It’s a whole lot faster-with the same functionality.
CONDA INSTALL PACKAGE INCONSISTENT INSTALL
Whether developing on your machine or packaging with Docker, you should use Mamba to install your Conda packages. In the context of Docker builds, the fixed cost of RUN conda install -c conda-forge mamba will go away after the first build if you’re using Docker layer caching, which you should be.On your development computer, you can just have Mamba installed in the base environment (see above), so there isn’t really much savings.Unlike the speedup from switching, which will probably scale at least somewhat with number of packages, this is a fixed overhead: you’re just saving the one-time RUN conda install -c conda-forge mamba.

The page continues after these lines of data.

impl ser::SerializeStructVariant for VariantBuilder<'_, MapBuilder<'_>> {
    type Ok = Value;
    type Error = SanitizeError;

    fn serialize_field<T: Serialize + ?Sized>(
        &mut self,
        key: &'static str,
        value: &T,
    ) -> Result<(), SanitizeError> {
        if !self.outer.truncated() {
            self.inner.insert(key.to_owned(), value);
        }
        Ok(())
    }

    fn end(self) -> Result<Value, SanitizeError> {
        if self.outer.truncated() {
            return Ok(self.outer.fallback(DEPTH_MARKER));
        }
        let inner = self.inner.finish();
        Ok(self.outer.tagged(self.variant, inner))
    }
}

#[cfg(test)]
mod tests {
    use super::*;
    use serde::ser::SerializeSeq;
    use serde_json::json;
    use std::collections::{BTreeMap, HashMap};

    /// Serializes itself as its own only element, forever.
    struct Ouroboros;

    impl Serialize for Ouroboros {
        fn serialize<S: ser::Serializer>(&self, serializer: S) -> Result<S::Ok, S::Error> {
            let mut seq = serializer.serialize_seq(Some(1))?;
            seq.serialize_element(self)?;
            seq.end()
        }
    }

    struct Broken;

    impl Serialize for Broken {
        fn serialize<S: ser::Serializer>(&self, _serializer: S) -> Result<S::Ok, S::Error> {
            Err(ser::Error::custom("boom"))
        }
    }

    #[derive(Serialize)]
    enum Reading {
        Idle,
        Level(f64),
        Pair(u8, u8),
        Bearing { id: String, health: f64 },
    }

    fn depth_of(v: &Value) -> usize {
        match v {
            Value::Array(items) => 1 + items.iter().map(depth_of).max().unwrap_or(0),
            Value::Object(m) => 1 + m.values().map(depth_of).max().unwrap_or(0),
            _ => 0,
        }
    }

    #[test]
    fn primitives_pass_through() {
        assert_eq!(sanitize(&()), Value::Null);
        assert_eq!(sanitize(&true), json!(true));
        assert_eq!(sanitize(&-7_i32), json!(-7));
        assert_eq!(sanitize(&2.5_f64), json!(2.5));
        assert_eq!(sanitize("rail"), json!("rail"));
        assert_eq!(sanitize(&'x'), json!("x"));
        assert_eq!(sanitize(&Option::<u8>::None), Value::Null);
    }

    #[test]
    fn json_values_are_unchanged() {
        let v = json!({
            "frame_rate": 200,
            "cameras": ["front", "side_left"],
            "exposure_ms": 1.25,
            "motion_blur": false,
            "nested": { "a": [1, { "b": null }] }
        });
        let report = sanitize_report(&v);
        assert_eq!(report.value, v);
        assert_eq!(report.fallbacks, 0);
    }

    #[test]
    fn tuples_become_arrays() {
        assert_eq!(sanitize(&(1, "two", 3.0)), json!([1, "two", 3.0]));
    }

    #[test]
    fn non_string_keys_are_coerced() {
        let mut by_int = HashMap::new();
        by_int.insert(7_u32, "seven");
        assert_eq!(sanitize(&by_int), json!({ "7": "seven" }));

        let mut by_tuple = BTreeMap::new();
        by_tuple.insert((1_u8, 2_u8), 3);
        assert_eq!(sanitize(&by_tuple), json!({ "[1,2]": 3 }));

        let mut by_bool = BTreeMap::new();
        by_bool.insert(true, 1);
        assert_eq!(sanitize(&by_bool), json!({ "true": 1 }));
    }

    #[test]
    fn non_finite_floats_fall_back_to_strings() {
        let report = sanitize_report(&vec![f64::NAN, f64::INFINITY, f64::NEG_INFINITY, 1.0]);
        assert_eq!(report.value, json!(["NaN", "inf", "-inf", 1.0]));
        assert_eq!(report.fallbacks, 3);
    }

    #[test]
    fn wide_integers_fall_back_to_strings() {
        assert_eq!(sanitize(&42_u128), json!(42));
        assert_eq!(sanitize(&-42_i128), json!(-42));
        assert_eq!(sanitize(&u128::MAX), json!(u128::MAX.to_string()));
        assert_eq!(sanitize(&i128::MIN), json!(i128::MIN.to_string()));
    }

    #[test]
    fn enums_are_externally_tagged() {
        let readings = vec![
            Reading::Idle,
            Reading::Level(0.5),
            Reading::Pair(1, 2),
            Reading::Bearing {
                id: "BRG_1".into(),
                health: 99.5,
            },
        ];
        assert_eq!(
            sanitize(&readings),
            json!([
                "Idle",
                { "Level": 0.5 },
                { "Pair": [1, 2] },
                { "Bearing": { "id": "BRG_1", "health": 99.5 } }
            ])
        );
    }

    #[test]
    fn serialize_errors_are_localized() {
        #[derive(Serialize)]
        struct Frame {
            good: u8,
            bad: Broken,
        }

        let report = sanitize_report(&Frame { good: 5, bad: Broken });
        assert_eq!(
            report.value,
            json!({ "good": 5, "bad": "<unserializable: boom>" })
        );
        assert_eq!(report.fallbacks, 1);

        assert_eq!(sanitize(&Broken), json!("<unserializable: boom>"));
    }

    #[test]
    fn cyclic_input_terminates_at_depth_cutoff() {
        let report = sanitize_report(&Ouroboros);
        assert_eq!(report.fallbacks, 1);
        assert_eq!(depth_of(&report.value), MAX_DEPTH);

        let mut cursor = &report.value;
        while let Value::Array(items) = cursor {
            cursor = &items[0];
        }
        assert_eq!(cursor, &json!(DEPTH_MARKER));
    }

    #[test]
    fn sanitize_is_idempotent() {
        let mut deep = json!(1);
        for _ in 0..(MAX_DEPTH + 10) {
            deep = json!([deep]);
        }

        let inputs = vec![
            sanitize(&Ouroboros),
            sanitize(&deep),
            sanitize(&vec![f64::NAN]),
            sanitize(&Reading::Bearing {
                id: "x".into(),
                health: f64::INFINITY,
            }),
            json!({ "k": [true, null, "s", -1, 1.5] }),
        ];
        for once in inputs {
            let twice = sanitize_report(&once);
            assert_eq!(twice.value, once);
            assert_eq!(twice.fallbacks, 0);
        }
    }

    #[test]
    fn sanitized_output_always_serializes() {
        let v = sanitize(&Ouroboros);
        assert!(serde_json::to_string(&v).is_ok());
    }
}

CONDA INSTALL PACKAGE INCONSISTENT SOFTWARE
Packages are bundles of software and supporting files stored in any of a variety of repositories called channels. This isn’t bad, but it isn’t quite as exciting as the speed-up from switching to Mamba in the first place: Conda is a platform-independent package manager application that can install, update, and remove Python packages. So it looks like using the Docker base image with Mamba pre-installed saves us about 25 seconds. $ time docker build -q -no-cache -f Dockerfile.just-mamba. Looking back at the Dockerfile using mamba above, it still has one caveat:

Speeding up Docker builds a little bit more

If you look back at the two Dockerfiles above, you’ll notice that once Mamba was installed, all you had to was replace conda with mamba in the command-line. conda-forge-repodata-patches public generate tweaks to index metadata, hosted separately from index cachedpath public A file utility for accessing both local and remote files through a unified 2022-02. Backwards compatible, with the same command-line options.Mamba is a re-implementation of the Conda package manager, designed to be: Make sure your production software is packaged securely, efficiently, and quickly: Read the pragmatic, thorough, and concise Python on Docker Production Handbook. Note: Outside any specific best practice being demonstrated, the Dockerfiles in this article are not examples of best practices, since the added complexity would obscure the main point of the article. Much of that is due to less CPU usage, but even network downloads seem to be little faster Mamba uses parallel downloads to speed them up. Mamba installs these packages in only a third of the time that Conda does.